→ **Work order**:
Using the listing, copy each whole line that features "PartialEq".
● ● ● ● ● ● ●
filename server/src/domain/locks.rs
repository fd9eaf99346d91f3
//! Keyed asynchronous locks for transaction scoping.
//!
//! The lending engine serialises transactions per book title and per
//! student. A [`KeyedLocks`] hands out one async mutex per key so that two
//! transactions touching the same title (or the same student) cannot
//! interleave their check-then-write sequence, while transactions on
//! unrelated keys proceed concurrently.
//!
//! Lock entries are never evicted; the key space here (titles in the
//! catalogue, registered students) is small and bounded.

use std::collections::HashMap;
use std::sync::{Arc, Mutex, PoisonError};

use tokio::sync::{Mutex as AsyncMutex, OwnedMutexGuard};

/// Map from key to its exclusive async lock.
#[derive(Debug, Default)]
pub struct KeyedLocks {
    inner: Mutex<HashMap<String, Arc<AsyncMutex<()>>>>,
}

impl KeyedLocks {
    /// Create an empty lock map.
    #[must_use]
    pub fn new() -> Self {
        Self::default()
    }

    /// Acquire the exclusive lock for `key`, waiting if another transaction
    /// holds it. The lock is released when the returned guard drops.
    pub async fn acquire(&self, key: &str) -> OwnedMutexGuard<()> {
        let entry = {
            // A poisoned map only means another thread panicked while
            // inserting; the map itself is still coherent.
            let mut map = self
                .inner
                .lock()
                .unwrap_or_else(PoisonError::into_inner);
            Arc::clone(map.entry(key.to_owned()).or_default())
        };
        entry.lock_owned().await
    }
}
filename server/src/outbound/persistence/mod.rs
//! Driven adapters for the two stores.

pub mod csv_availability;
pub mod memory_availability;
pub mod memory_records;

pub use csv_availability::CsvAvailabilityStore;
pub use memory_availability::InMemoryAvailabilityStore;
pub use memory_records::InMemoryRecordStore;
//! Catalogue API handlers.
//!
//! ```text
//! GET /api/books     Titles currently available to borrow
//! GET /api/students  Registered students
//! ```

use actix_web::{get, web};
use serde::Serialize;
use utoipa::ToSchema;
use uuid::Uuid;

use crate::domain::Student;
use crate::inbound::http::state::HttpState;
use crate::inbound::http::ApiResult;

/// One student as presented to clients.
#[derive(Debug, Clone, Serialize, ToSchema)]
pub struct StudentBody {
    /// Opaque student identifier.
    pub id: Uuid,
    /// Display name.
    pub name: String,
    /// Department the student belongs to.
    pub department: String,
    /// Unique caller-facing code.
    pub code: String,
}

impl From<Student> for StudentBody {
    fn from(student: Student) -> Self {
        Self {
            id: student.id.as_uuid(),
            name: student.name,
            department: student.department,
            code: student.code.to_string(),
        }
    }
}

/// Response payload listing registered students.
#[derive(Debug, Serialize, ToSchema)]
pub struct StudentsBody {
    /// Registered students.
    pub students: Vec<StudentBody>,
}

/// Response payload listing available titles.
#[derive(Debug, Serialize, ToSchema)]
pub struct BooksBody {
    /// Titles currently available to borrow.
    pub books: Vec<String>,
}

/// List titles currently flagged available.
#[utoipa::path(
    get,
    path = "/api/books",
    responses(
        (status = 200, description = "Available titles", body = BooksBody),
        (status = 503, description = "Store unavailable", body = crate::inbound::http::error::ErrorBody)
    ),
    tags = ["catalogue"]
)]
#[get("/api/books")]
pub async fn list_available_books(state: web::Data<HttpState>) -> ApiResult<web::Json<BooksBody>> {
    let books = state.queries.available_books().await?;
    Ok(web::Json(BooksBody { books }))
}

/// List registered students.
#[utoipa::path(
    get,
    path = "/api/students",
    responses(
        (status = 200, description = "Registered students", body = StudentsBody),
        (status = 503, description = "Store unavailable", body = crate::inbound::http::error::ErrorBody)
    ),
    tags = ["catalogue"]
)]
#[get("/api/students")]
pub async fn list_students(state: web::Data<HttpState>) -> ApiResult<web::Json<StudentsBody>> {
    let students = state.queries.list_students().await?;
    Ok(web::Json(StudentsBody {
        students: students.into_iter().map(StudentBody::from).collect(),
    }))
}
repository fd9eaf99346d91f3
//! Health endpoints: liveness and readiness probes.

use actix_web::{get, http::header, web, HttpResponse};
use std::sync::atomic::{AtomicBool, Ordering};

/// Shared health state for readiness and liveness checks.
pub struct HealthState {
    ready: AtomicBool,
    live: AtomicBool,
}

impl Default for HealthState {
    fn default() -> Self {
        Self {
            ready: AtomicBool::new(false),
            live: AtomicBool::new(true),
        }
    }
}

impl HealthState {
    /// Create a new health state starting as not ready but live.
    #[must_use]
    pub fn new() -> Self {
        Self::default()
    }

    /// Mark the service as ready once the stores are open and seeded.
    pub fn mark_ready(&self) {
        self.ready.store(true, Ordering::Release);
    }

    /// Flag the service as unhealthy so liveness checks fail during drain.
    pub fn mark_unhealthy(&self) {
        self.live.store(false, Ordering::Release);
    }

    /// Return readiness state.
    pub fn is_ready(&self) -> bool {
        self.ready.load(Ordering::Acquire)
    }

    /// Return liveness state.
    pub fn is_alive(&self) -> bool {
        self.live.load(Ordering::Acquire)
    }

    fn probe_response(probe_ok: bool) -> HttpResponse {
        let mut response = if probe_ok {
            HttpResponse::Ok()
        } else {
            HttpResponse::ServiceUnavailable()
        };
        response
            .insert_header((header::CACHE_CONTROL, "no-store"))
            .finish()
    }
}

/// Readiness probe: 200 once the stores are initialised, 503 before.
#[utoipa::path(
    get,
    path = "/health/ready",
    tags = ["health"],
    responses(
        (status = 200, description = "Server is ready to handle traffic"),
        (status = 503, description = "Server is not ready")
    )
)]
#[get("/health/ready")]
pub async fn ready(state: web::Data<HealthState>) -> HttpResponse {
    HealthState::probe_response(state.is_ready())
}

/// Liveness probe: 200 while the process is alive, 503 once draining.
#[utoipa::path(
    get,
    path = "/health/live",
    tags = ["health"],
    responses(
        (status = 200, description = "Server is alive"),
        (status = 503, description = "Server is shutting down")
    )
)]
#[get("/health/live")]
pub async fn live(state: web::Data<HealthState>) -> HttpResponse {
    HealthState::probe_response(state.is_alive())
}
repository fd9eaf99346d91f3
//! Circulation entry-point: wires the lending engine, stores, and HTTP surface.

use std::net::SocketAddr;
use std::path::PathBuf;
use std::sync::Arc;
use std::time::Duration;

use actix_web::web;
use clap::Parser;
use tracing::warn;
use tracing_subscriber::{fmt, EnvFilter};

use circulation::domain::{LendingService, QueryService};
use circulation::inbound::http::health::HealthState;
use circulation::inbound::http::state::HttpState;
use circulation::outbound::persistence::{CsvAvailabilityStore, InMemoryRecordStore};
use circulation::seed::seed_students_on_startup;
use circulation::server::{create_server, ServerConfig};

/// Command-line and environment configuration.
#[derive(Debug, Parser)]
#[command(name = "circulation", about = "Library circulation server")]
struct Cli {
    /// Socket address to listen on.
    #[arg(long, env = "CIRCULATION_BIND", default_value = "0.0.0.0:8080")]
    bind: SocketAddr,

    /// CSV file holding per-title availability flags.
    #[arg(long, env = "CIRCULATION_BOOKS_CSV", default_value = "books.csv")]
    books: PathBuf,

    /// Optional CSV roster of students imported on first boot.
    #[arg(long, env = "CIRCULATION_STUDENTS_CSV")]
    students: Option<PathBuf>,

    /// Upper bound, in milliseconds, on any single store call.
    #[arg(long, env = "CIRCULATION_STORE_TIMEOUT_MS", default_value_t = 5000)]
    store_timeout_ms: u64,
}

/// Application bootstrap.
#[actix_web::main]
async fn main() -> std::io::Result<()> {
    if let Err(e) = fmt()
        .with_env_filter(EnvFilter::from_default_env())
        .json()
        .try_init()
    {
        warn!(error = %e, "tracing init failed");
    }

    let cli = Cli::parse();

    let records = Arc::new(InMemoryRecordStore::new());
    let availability = Arc::new(CsvAvailabilityStore::open(&cli.books).map_err(|e| {
        std::io::Error::other(format!(
            "failed to open availability store {}: {e}",
            cli.books.display()
        ))
    })?);

    seed_students_on_startup(records.as_ref(), cli.students.as_deref())
        .await
        .map_err(|e| std::io::Error::other(format!("failed to seed students: {e}")))?;

    let lending = LendingService::with_store_timeout(
        Arc::clone(&records),
        Arc::clone(&availability),
        Duration::from_millis(cli.store_timeout_ms),
    );
    let queries = QueryService::new(records, availability);
    let http_state = web::Data::new(HttpState::new(Arc::new(lending), Arc::new(queries)));
    let health_state = web::Data::new(HealthState::new());

    let server = create_server(health_state, http_state, &ServerConfig::new(cli.bind))?;
    server.await
}
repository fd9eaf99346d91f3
//! Domain-level error type for circulation operations.
//!
//! Transport agnostic: the HTTP adapter maps each variant to a status code
//! and a JSON body carrying the stable [`ErrorCode`]. A distinction matters
//! operationally between [`Error::StoreIo`] (the transaction was rolled back,
//! retrying is safe) and [`Error::InconsistentState`] (a compensating step
//! failed and the two stores now disagree; an operator must reconcile).

use serde::{Deserialize, Serialize};
use thiserror::Error;

use super::loan::LoanId;

/// Stable machine-readable code identifying the failure category.
#[derive(Debug, Clone, Copy, PartialEq, Eq, Hash, Serialize, Deserialize)]
#[serde(rename_all = "snake_case")]
pub enum ErrorCode {
    /// The request is malformed or fails field validation.
    InvalidRequest,
    /// A referenced student, book, or loan does not exist.
    NotFound,
    /// The book exists but no copy is free to borrow.
    Unavailable,
    /// The student already holds the maximum number of open loans.
    LimitExceeded,
    /// A store call failed or timed out; the transaction was rolled back.
    StoreUnavailable,
    /// A compensating action failed after a partial commit; the stores
    /// disagree and need reconciliation.
    InconsistentState,
}

/// Failures surfaced by lending operations.
///
/// # Examples
/// ```
/// use circulation::domain::{Error, ErrorCode};
///
/// let err = Error::StudentNotFound { code: "S100".to_owned() };
/// assert_eq!(err.code(), ErrorCode::NotFound);
/// ```
#[derive(Debug, Clone, PartialEq, Eq, Error)]
pub enum Error {
    /// No student is registered under the given code.
    #[error("student {code} not found")]
    StudentNotFound {
        /// The student code supplied by the caller.
        code: String,
    },
    /// The title is not present in the availability store.
    #[error("book \"{title}\" is not in the catalogue")]
    BookNotFound {
        /// The requested book title.
        title: String,
    },
    /// No open loan exists under the given identifier.
    #[error("loan {id} not found")]
    LoanNotFound {
        /// The loan identifier supplied by the caller.
        id: LoanId,
    },
    /// The title exists but its copy is already on loan.
    #[error("book \"{title}\" is not available for borrowing")]
    BookUnavailable {
        /// The requested book title.
        title: String,
    },
    /// The student already holds `limit` open loans.
    #[error("student {code} has reached the borrow limit of {limit} books")]
    BorrowLimitExceeded {
        /// The student code supplied by the caller.
        code: String,
        /// The configured maximum number of concurrent loans.
        limit: usize,
    },
    /// A store call failed or timed out. Any partial write has been
    /// compensated, so the caller observes no state change.
    #[error("{context} failed: {message}")]
    StoreIo {
        /// Which store call failed.
        context: &'static str,
        /// Underlying store error text.
        message: String,
    },
    /// A compensating action failed after a partial commit. The record
    /// store and the availability store now disagree.
    #[error("stores left inconsistent: {message}")]
    InconsistentState {
        /// Description of the disagreement for the operator.
        message: String,
    },
    /// Caller-supplied input failed validation before any store access.
    #[error("{message}")]
    InvalidRequest {
        /// Human-readable description of the validation failure.
        message: String,
    },
}

impl Error {
    /// Stable code identifying the failure category.
    #[must_use]
    pub fn code(&self) -> ErrorCode {
        match self {
            Self::StudentNotFound { .. } | Self::BookNotFound { .. } | Self::LoanNotFound { .. } => {
                ErrorCode::NotFound
            }
            Self::BookUnavailable { .. } => ErrorCode::Unavailable,
            Self::BorrowLimitExceeded { .. } => ErrorCode::LimitExceeded,
            Self::StoreIo { .. } => ErrorCode::StoreUnavailable,
            Self::InconsistentState { .. } => ErrorCode::InconsistentState,
            Self::InvalidRequest { .. } => ErrorCode::InvalidRequest,
        }
    }

    /// Helper for failed or timed-out store calls.
    pub fn store_io(context: &'static str, message: impl Into<String>) -> Self {
        Self::StoreIo {
            context,
            message: message.into(),
        }
    }

    /// Helper for failed compensations.
    pub fn inconsistent(message: impl Into<String>) -> Self {
        Self::InconsistentState {
            message: message.into(),
        }
    }

    /// Helper for input validation failures.
    pub fn invalid_request(message: impl Into<String>) -> Self {
        Self::InvalidRequest {
            message: message.into(),
        }
    }
}
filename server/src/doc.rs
//! OpenAPI documentation configuration.
//!
//! Defines the [`ApiDoc`] struct generating the OpenAPI specification for
//! the circulation API: lending operations, catalogue listings, and health
//! probes. The document is served from `/api-docs/openapi.json`.

use utoipa::OpenApi;

use crate::inbound::http::borrow::{BorrowCreated, BorrowForm};
use crate::inbound::http::catalogue::{BooksBody, StudentBody, StudentsBody};
use crate::inbound::http::error::ErrorBody;
use crate::inbound::http::records::{RecordBody, RecordsBody};

/// OpenAPI document for the circulation API.
#[derive(OpenApi)]
#[openapi(
    info(
        title = "Circulation API",
        description = "HTTP interface for borrowing and returning library books."
    ),
    servers(
        (url = "/", description = "Relative to the deployment base URL")
    ),
    paths(
        crate::inbound::http::borrow::submit_borrow,
        crate::inbound::http::borrow::borrow_form_data,
        crate::inbound::http::records::list_records,
        crate::inbound::http::records::return_book,
        crate::inbound::http::catalogue::list_available_books,
        crate::inbound::http::catalogue::list_students,
        crate::inbound::http::health::ready,
        crate::inbound::http::health::live,
    ),
    components(schemas(
        ErrorBody,
        BorrowForm,
        BorrowCreated,
        StudentBody,
        StudentsBody,
        BooksBody,
        RecordBody,
        RecordsBody,
    )),
    tags(
        (name = "lending", description = "Borrowing and returning books"),
        (name = "catalogue", description = "Book and student listings"),
        (name = "health", description = "Endpoints for health checks")
    )
)]
pub struct ApiDoc;
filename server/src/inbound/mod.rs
//! Inbound (driving) adapters.

pub mod http;
impl FlakyAvailabilityStore {
    fn wrapping(inner: InMemoryAvailabilityStore) -> Self {
        Self {
            inner,
            sets_to_fail: AtomicUsize::new(0),
            sets_to_stall: AtomicUsize::new(0),
        }
    }

    fn fail_next_sets(&self, count: usize) {
        self.sets_to_fail.store(count, Ordering::SeqCst);
    }

    fn stall_next_sets(&self, count: usize) {
        self.sets_to_stall.store(count, Ordering::SeqCst);
    }
}

#[async_trait::async_trait]
impl AvailabilityStore for FlakyAvailabilityStore {
    async fn availability(
        &self,
        title: &BookTitle,
    ) -> Result<Option<bool>, AvailabilityStoreError> {
        self.inner.availability(title).await
    }

    async fn set_availability(
        &self,
        title: &BookTitle,
        available: bool,
    ) -> Result<(), AvailabilityStoreError> {
        let stalled = self.sets_to_stall.load(Ordering::SeqCst);
        if stalled > 0 {
            self.sets_to_stall.store(stalled - 1, Ordering::SeqCst);
            std::future::pending::<()>().await;
        }
        let remaining = self.sets_to_fail.load(Ordering::SeqCst);
        if remaining > 0 {
            self.sets_to_fail.store(remaining - 1, Ordering::SeqCst);
            return Err(AvailabilityStoreError::io("injected write failure"));
        }
        self.inner.set_availability(title, available).await
    }

    async fn available_titles(&self) -> Result<Vec<String>, AvailabilityStoreError> {
        self.inner.available_titles().await
    }
}

/// Record store wrapper that fails a configurable number of mutations, used
/// to drive the compensation-failure path.
struct FlakyRecordStore {
    inner: InMemoryRecordStore,
    deletes_to_fail: AtomicUsize,
    inserts_to_fail: AtomicUsize,
}

impl FlakyRecordStore {
    fn wrapping(inner: InMemoryRecordStore) -> Self {
        Self {
            inner,
            deletes_to_fail: AtomicUsize::new(0),
            inserts_to_fail: AtomicUsize::new(0),
        }
    }

    fn fail_next_deletes(&self, count: usize) {
        self.deletes_to_fail.store(count, Ordering::SeqCst);
    }

    fn fail_next_inserts(&self, count: usize) {
        self.inserts_to_fail.store(count, Ordering::SeqCst);
    }

    fn take_failure(counter: &AtomicUsize) -> bool {
        let remaining = counter.load(Ordering::SeqCst);
        if remaining > 0 {
            counter.store(remaining - 1, Ordering::SeqCst);
            return true;
        }
        false
    }
}
//! Book title key type.
//!
//! The availability store keys entries by title with case-insensitive
//! matching (the source data is a hand-maintained file, so `"Clean Code"`
//! and `"clean code"` must resolve to the same entry). [`BookTitle`]
//! preserves the caller's casing for display while exposing a normalised
//! key for lookups and locking.

use std::fmt;

use serde::{Deserialize, Serialize};
use thiserror::Error;

/// A book title, keyed case-insensitively.
///
/// # Examples
/// ```
/// use circulation::domain::BookTitle;
///
/// let title = BookTitle::new("Clean Code").expect("valid title");
/// let other = BookTitle::new("CLEAN CODE").expect("valid title");
/// assert_eq!(title.key(), other.key());
/// assert_eq!(title.as_str(), "Clean Code");
/// ```
#[derive(Debug, Clone, PartialEq, Eq, Hash, Serialize, Deserialize)]
#[serde(transparent)]
pub struct BookTitle(String);

impl BookTitle {
    /// Construct a title after validating it is non-blank; surrounding
    /// whitespace is trimmed.
    pub fn new(value: impl Into<String>) -> Result<Self, BookTitleValidationError> {
        let raw = value.into();
        let trimmed = raw.trim();
        if trimmed.is_empty() {
            return Err(BookTitleValidationError::Empty);
        }
        Ok(Self(trimmed.to_owned()))
    }

    /// Borrow the title as entered by the caller.
    #[must_use]
    pub fn as_str(&self) -> &str {
        self.0.as_str()
    }

    /// Normalised lookup key (lowercased).
    #[must_use]
    pub fn key(&self) -> String {
        self.0.to_lowercase()
    }

    /// Whether `candidate` names the same title under the normalised key.
    #[must_use]
    pub fn matches(&self, candidate: &str) -> bool {
        candidate.trim().to_lowercase() == self.key()
    }
}

impl fmt::Display for BookTitle {
    fn fmt(&self, f: &mut fmt::Formatter<'_>) -> fmt::Result {
        f.write_str(self.as_str())
    }
}

impl AsRef<str> for BookTitle {
    fn as_ref(&self) -> &str {
        self.as_str()
    }
}

/// Validation errors returned when constructing [`BookTitle`].
#[derive(Debug, Clone, PartialEq, Eq, Error)]
pub enum BookTitleValidationError {
    /// Title is empty after trimming whitespace.
    #[error("book title must not be empty")]
    Empty,
}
● ● ● ● ● ● ●
→ **Solution**:
#[derive(Debug, Clone, Copy, PartialEq, Eq, Hash, Serialize, Deserialize)]
#[derive(Debug, Clone, PartialEq, Eq, Error)]
#[derive(Debug, Clone, PartialEq, Eq, Hash, Serialize, Deserialize)]
#[derive(Debug, Clone, PartialEq, Eq, Error)]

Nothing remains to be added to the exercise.